Slaying Corruption – Or How Romania is Fighting Its Biggest Enemy

Romania
Typography

Since Romania’s accession to the European Union in 2007, the European Commission has set up a Cooperation and Verification Mechanism (CVM) in order to monitor, among other strategic points, the progress of Romania’s fight against corruption.

The CVM Report, which was published on January 25, 2017, concluded that judicial reform and the fight against corruption have been key issues for Romanian society over the last ten years. 

Romanian society has indeed changed significantly in the past ten years, as the level of awareness and the perception of the civil society regarding high-level corruption has shifted from acceptance to extreme disapproval. For instance, at the beginning of 2017, there were massive protests in many of the country’s major cities for an ordinance created by the Romanian Government that decriminalized and/or reduced the criminal punishments for corruption offences such as abuse of office, conflict of interest, and negligence at work. In response to the largest street protests in the past 25 years, the Government repealed the ordinance.

The most important reasons for the changes in the Romanian view of high-level corruption are: (i) the creation of a comprehensive legal framework for fighting corruption crimes; (ii) the creation of independent judicial institutions investigating, prosecuting, and deciding upon high-level corruption cases; and last but not least, (iii) the efforts made in the elaboration and implementation of anti-corruption procedures. 

Even though the investigation and punishment of wrongdoers are important parts of the fight against corruption, the key element to changing society’s view of corruption is the institution of prevention policies, meant to change the society’s perception of the offense.

Prevention Policies

From 2012 to 2015 Romania made major progress in its attempts to stop corruption via its National Anti-Corruption Strategy (NAS). Furthermore, after many consultations with the representatives of more than 90 central and local public institutions, independent authorities and anti-corruption institutions, and various business organizations, a new strategy was adopted on August 10, 2016.

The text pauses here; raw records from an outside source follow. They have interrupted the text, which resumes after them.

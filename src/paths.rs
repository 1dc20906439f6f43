use std::path::PathBuf;
use std::sync::OnceLock;

static EXE_DIR: OnceLock<PathBuf> = OnceLock::new();

/// Returns the directory containing the executable.
pub fn get_exe_dir() -> &'static PathBuf {
    EXE_DIR.get_or_init(|| {
        std::env::current_exe()
            .ok()
            .and_then(|p| p.parent().map(|p| p.to_path_buf()))
            .unwrap_or_else(|| PathBuf::from("."))
    })
}

/// Returns the logs directory: `<exe_dir>/logs/`
pub fn get_logs_dir() -> PathBuf {
    get_exe_dir().join("logs")
}

/// Returns the region dump directory: `<exe_dir>/debug/`
pub fn get_debug_dir() -> PathBuf {
    get_exe_dir().join("debug")
}

/// Returns the bundled tesseract directory: `<exe_dir>/tesseract/`
pub fn get_tesseract_dir() -> PathBuf {
    get_exe_dir().join("tesseract")
}

/// Returns the default config file: `<exe_dir>/config.json`
pub fn get_config_path() -> PathBuf {
    get_exe_dir().join("config.json")
}

/// Ensures all output directories exist. Call at startup.
pub fn ensure_directories(with_debug: bool) -> std::io::Result<()> {
    std::fs::create_dir_all(get_logs_dir())?;
    if with_debug {
        std::fs::create_dir_all(get_debug_dir())?;
    }
    Ok(())
}
use regex::Regex;
use std::sync::LazyLock;
use tracing::{debug, info};

use super::ability::AbilityDraft;
use super::keyword::{KEYWORD_REGEX, KEYWORD_WITHOUT_REMINDER_REGEX};
use crate::correction::CorrectionRuleSet;

const MIN_LENGTH: usize = 4;
const MIN_EFFECT_LENGTH: usize = 10;

static STARTS_LOWERCASE_OR_BRACKET: LazyLock<Regex> =
    LazyLock::new(|| Regex::new(r"^[a-z(]").expect("line start regex is valid"));

/// Text above the labels, sorted into unlabeled abilities, keyword drafts and one-off effects.
#[derive(Debug, Default, PartialEq)]
pub struct RemainingText {
    pub abilities: Vec<AbilityDraft>,
    pub effects: Vec<String>,
}

/// Splits the unlabeled text into blocks and sorts them.
///
/// `is_item` cards print their unlabeled abilities there, so every block
/// becomes an ability.
pub fn parse_remaining_text(text: &str, rules: &CorrectionRuleSet, is_item: bool) -> RemainingText {
    let mut result = RemainingText::default();
    let text = text.trim_start_matches(['“', '‘']).trim_end_matches([' ', '\n', '|']);
    // Nothing ends with a colon, it's the start of a choice list
    let text = text.replace(":\n\n", ":\n");
    // A closing bracket ends a section
    let text = text.replace(".)\n", ".)\n\n");
    let text = text.replace(".)\n\n\n", ".)\n\n");

    for block in merge_split_blocks(text.split("\n\n").map(str::to_string).collect()) {
        let block = rules.correct(&rules.correct_punctuation(&block)).replace('‘', "");
        if block.chars().count() < MIN_LENGTH {
            info!("Remaining text {:?} is too short, discarding", block);
            continue;
        }
        if is_item || (block.starts_with('(') && text.contains(')')) {
            // Song reminder text and item abilities have no label
            result.abilities.push(AbilityDraft::effect(block));
            continue;
        }

        let keyword_lines = keyword_lines(&block);
        if !keyword_lines.is_empty() {
            for line in keyword_lines {
                result.abilities.push(AbilityDraft::keyword(rules.correct(line.trim_end())));
            }
        } else if block.chars().count() > MIN_EFFECT_LENGTH {
            result.effects.push(block);
        } else {
            debug!("Remaining text {:?} is too short to be an effect, discarding", block);
        }
    }
    result
}

/// Joins blocks that the recognizer split in the middle of a sentence or list.
fn merge_split_blocks(mut blocks: Vec<String>) -> Vec<String> {
    for index in (1..blocks.len()).rev() {
        let block = &blocks[index];
        let previous = &blocks[index - 1];
        let continues = block.starts_with('-')
            || (STARTS_LOWERCASE_OR_BRACKET.is_match(block) && !previous.ends_with(')'))
            || block.matches(')').count() > block.matches('(').count();
        if continues {
            info!("Merging accidentally split line {:?} with previous line {:?}", block, previous);
            let block = blocks.remove(index);
            blocks[index - 1].push('\n');
            blocks[index - 1].push_str(&block);
        }
    }
    blocks
}

/// The keyword abilities in a block: one with reminder text, a comma-separated
/// list of bare keywords, or a single bare keyword. Empty when it's no keyword.
fn keyword_lines(block: &str) -> Vec<&str> {
    if KEYWORD_REGEX.is_match(block) {
        return vec![block];
    }
    if block.contains(", ") && !block.ends_with('.') {
        let parts: Vec<&str> = block.split(", ").collect();
        if parts.iter().all(|part| KEYWORD_WITHOUT_REMINDER_REGEX.is_match(part.trim_end())) {
            return parts;
        }
        return Vec::new();
    }
    if KEYWORD_WITHOUT_REMINDER_REGEX.is_match(block) {
        return vec![block];
    }
    Vec::new()
}

#[cfg(test)]
mod tests {
    use super::*;
    use crate::language::Language;
    use crate::reconstruct::AbilityKind;

    fn english() -> CorrectionRuleSet {
        CorrectionRuleSet::for_language(Language::English).unwrap()
    }

    #[test]
    fn test_keywords_and_effects() {
        let text = "Bodyguard\n\nEvasive, Ward\n\nChosen character gets +2 ¤ this turn.";
        let result = parse_remaining_text(text, &english(), false);

        let keywords: Vec<&str> = result.abilities.iter().map(AbilityDraft::text).collect();
        assert_eq!(keywords, vec!["Bodyguard", "Evasive", "Ward"]);
        assert!(result.abilities.iter().all(|a| a.kind == Some(AbilityKind::Keyword)));
        assert_eq!(result.effects, vec!["Chosen character gets +2 ¤ this turn."]);
    }

    #[test]
    fn test_split_lines_are_merged() {
        let text = "Choose one:\n\n• Draw a card.\n\nand then discard a card.";
        let result = parse_remaining_text(text, &english(), false);
        assert_eq!(result.effects, vec!["Choose one:\n• Draw a card.\nand then discard a card."]);
    }

    #[test]
    fn test_song_reminder_becomes_ability() {
        let text = "(A character with cost 2 or more can ⟳ to sing this song for free.)\nDeal 2 damage to chosen character.";
        let result = parse_remaining_text(text, &english(), false);
        assert_eq!(result.abilities.len(), 1);
        assert!(result.abilities[0].text().starts_with("(A character"));
        assert_eq!(result.effects, vec!["Deal 2 damage to chosen character."]);
    }

    #[test]
    fn test_items_and_noise() {
        let result = parse_remaining_text("Your characters get +1 ◊.\n\nx.", &english(), true);
        assert_eq!(result.abilities.len(), 1);
        assert!(result.effects.is_empty());

        let result = parse_remaining_text("Gain lore", &english(), false);
        assert!(result.abilities.is_empty() && result.effects.is_empty());
    }
}
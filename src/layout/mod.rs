//! Layout templates: fixed regions, card archetypes and parse settings.

pub mod area;
pub mod settings;
pub mod template;

pub use area::{ImageArea, Rect, TextPolarity, IMAGE_HEIGHT, IMAGE_WIDTH};
pub use settings::{LabelParsingMethod, MaskColor, ParseOverrides, ParseSettings};
pub use template::CardLayout;
pub mod engine;
pub mod extract;
pub mod preprocess;
pub mod setup;

pub use engine::TesseractEngine;
pub use extract::{OcrResult, read_card};
pub use setup::{ensure_language, locate_tesseract};

use anyhow::Result;
use image::GrayImage;
use tracing::{error, info};

use crate::locator::FixedRegion;

/// Turns a region bitmap into text.
///
/// Implementations may keep per-instance state and are not expected to be
/// shareable; each worker owns its own. Empty and garbled text are normal
/// results, only a broken engine is an error.
pub trait TextRecognizer {
    fn recognize(&mut self, image: &GrayImage, numeric_only: bool) -> Result<String>;
}

/// Recognizes a fixed region, fixing up numeric areas.
pub fn recognize_region(recognizer: &mut dyn TextRecognizer, region: &FixedRegion) -> Result<String> {
    let text = recognizer.recognize(&region.image, region.area.is_numeric)?;
    let text = text.trim_end_matches('\n').to_string();
    if region.area.is_numeric {
        return Ok(fix_numeric(&text, region.area.key));
    }
    Ok(text)
}

/// Restricting the engine to digits often gives nothing at all, so numeric
/// areas are read freely and common lookalikes are mapped back here.
/// Unfixable results become "-1".
pub fn fix_numeric(text: &str, area_name: &str) -> String {
    let trimmed = text.trim();
    if !trimmed.is_empty() && trimmed.chars().all(|c| c.is_ascii_digit()) {
        return trimmed.to_string();
    }

    let fixed = match trimmed {
        "O" => "0",
        "l" | "|" | "]" => "1",
        "A" => "4",
        "b" => "6",
        "Q" => "9",
        _ => {
            error!(
                "Expected a number in image area '{}' but found non-numeric '{}'",
                area_name, trimmed
            );
            return "-1".to_string();
        }
    };
    info!("Corrected non-numeric '{}' to '{}' for image area '{}'", trimmed, fixed, area_name);
    fixed.to_string()
}

#[cfg(test)]
pub(crate) mod testing {
    use super::*;
    use std::collections::VecDeque;

    /// Hands out canned answers in call order, then empty strings.
    #[derive(Default)]
    pub struct FakeRecognizer {
        pub answers: VecDeque<String>,
        pub calls: Vec<(u32, u32, bool)>,
    }

    impl FakeRecognizer {
        pub fn new<I, S>(answers: I) -> Self
        where
            I: IntoIterator<Item = S>,
            S: Into<String>,
        {
            Self {
                answers: answers.into_iter().map(Into::into).collect(),
                calls: Vec::new(),
            }
        }
    }

    impl TextRecognizer for FakeRecognizer {
        fn recognize(&mut self, image: &GrayImage, numeric_only: bool) -> Result<String> {
            self.calls.push((image.width(), image.height(), numeric_only));
            Ok(self.answers.pop_front().unwrap_or_default())
        }
    }
}

#[cfg(test)]
mod tests {
    use super::testing::FakeRecognizer;
    use super::*;
    use crate::layout::area;
    use crate::locator::crop_fixed;
    use image::{ImageBuffer, Luma};

    #[test]
    fn test_fix_numeric() {
        assert_eq!(fix_numeric("7", "inkCost"), "7");
        assert_eq!(fix_numeric(" 12 ", "strength"), "12");
        assert_eq!(fix_numeric("O", "inkCost"), "0");
        assert_eq!(fix_numeric("|", "inkCost"), "1");
        assert_eq!(fix_numeric("Q", "willpower"), "9");
        assert_eq!(fix_numeric("x?", "willpower"), "-1");
        assert_eq!(fix_numeric("", "willpower"), "-1");
    }

    #[test]
    fn test_recognize_region_passes_numeric_flag() {
        let card: GrayImage = ImageBuffer::from_pixel(1468, 2048, Luma([0]));
        let mut recognizer = FakeRecognizer::new(["b\n", "Mickey Mouse\n"]);

        let cost = recognize_region(&mut recognizer, &crop_fixed(&card, area::INK_COST)).unwrap();
        let name = recognize_region(&mut recognizer, &crop_fixed(&card, area::CHARACTER_NAME)).unwrap();

        assert_eq!(cost, "6");
        assert_eq!(name, "Mickey Mouse");
        assert!(recognizer.calls[0].2);
        assert!(!recognizer.calls[1].2);
    }
}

This strategy – NAS 2016-2020 – continues the efforts of the previous strategy, with primary policies including: (i) a more transparent government at both the central and local levels; (ii) increased institutional integrity; and (iii) deeper knowledge and understanding of integrity standards by employees and beneficiaries of public services.

The strategy is destined to strengthen integrity and reduce corruption risks in priority sectors such as healthcare, education, judiciary, politics, and public procurement. The prevention policies of NAS 2016-2020 are mandatory for all public sectors.

However, the engine of the Romanian economy is not the public but the private sector, and corruption practices exist in relationships between private companies as well, not only with public authorities. Thus, by focusing on fighting corruption in the public sector, Romanian authorities overlook corruption in the private sector and the need for a special law that would include sanctions and prevention policies for private companies.

Even though the authorities do not focus their resources on elaborating strategies and corruption prevention policies for the private sector, companies may look for assistance to the ISO 37001 Anti-Bribery Management System, an international standard that helps organizations manage the risks of corruption through a series of measures that aim to prevent, detect, and address bribery.

Conclusions

Corruption is a constant threat for democracy, the rule of law, and social and judicial equity. Bribery is contrary to fundamental values as it undermines organizational effectiveness in both the public and private sectors, corrupting society at its core.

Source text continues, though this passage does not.